### Exercise details
Once the line with "and poll-mode listener." is found, repeat exactly that line and every one after it until the data below ends, including the last line.

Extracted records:
== Segment start ==
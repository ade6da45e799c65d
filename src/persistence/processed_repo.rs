//! Idempotency set of already-observed Slack messages.

use std::sync::Arc;

use crate::clock::now;
use crate::Result;

use super::db::Database;

/// Tracks which `(channel_id, message_ts)` pairs have already been
/// observed, so a message is never decided twice.
pub struct ProcessedRepo {
    db: Arc<Database>,
}

impl ProcessedRepo {
    /// Wrap a shared database handle.
    #[must_use]
    pub fn new(db: Arc<Database>) -> Self {
        Self { db }
    }

    /// Record a message as processed.
    ///
    /// Returns `true` iff this call newly inserted the row — the caller
    /// should decide the message only when this returns `true`.
    ///
    /// # Errors
    ///
    /// Returns `AppError::Db` if the insert fails.
    pub async fn mark_processed(&self, channel_id: &str, message_ts: &str) -> Result<bool> {
        let result = sqlx::query(
            "INSERT OR IGNORE INTO processed_messages (channel_id, message_ts, processed_at) VALUES (?1, ?2, ?3)",
        )
        .bind(channel_id)
        .bind(message_ts)
        .bind(now().to_rfc3339())
        .execute(&*self.db)
        .await?;

        Ok(result.rows_affected() == 1)
    }
}

#[cfg(test)]
mod tests {
    use super::*;
    use crate::persistence::db;

    #[tokio::test]
    async fn mark_processed_is_idempotent() {
        let db = Arc::new(db::connect_memory().await.expect("db"));
        let repo = ProcessedRepo::new(db);

        assert!(repo.mark_processed("C1", "1.0").await.expect("mark"));
        assert!(!repo.mark_processed("C1", "1.0").await.expect("mark"));
        assert!(repo.mark_processed("C1", "2.0").await.expect("mark"));
    }
}
//! Slack Web API bridge layer: plain-text message formatting plus the
//! thin `chat.postMessage` / `conversations.history` client used by the
//! approval manager, reporter, and poll-mode listener.

pub mod blocks;
pub mod client;

pub use client::{HistoryPage, SlackPoster, SlackService};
== Segment end ==
### Result
//! approval manager, reporter, and poll-mode listener.

pub mod blocks;
pub mod client;

pub use client::{HistoryPage, SlackPoster, SlackService};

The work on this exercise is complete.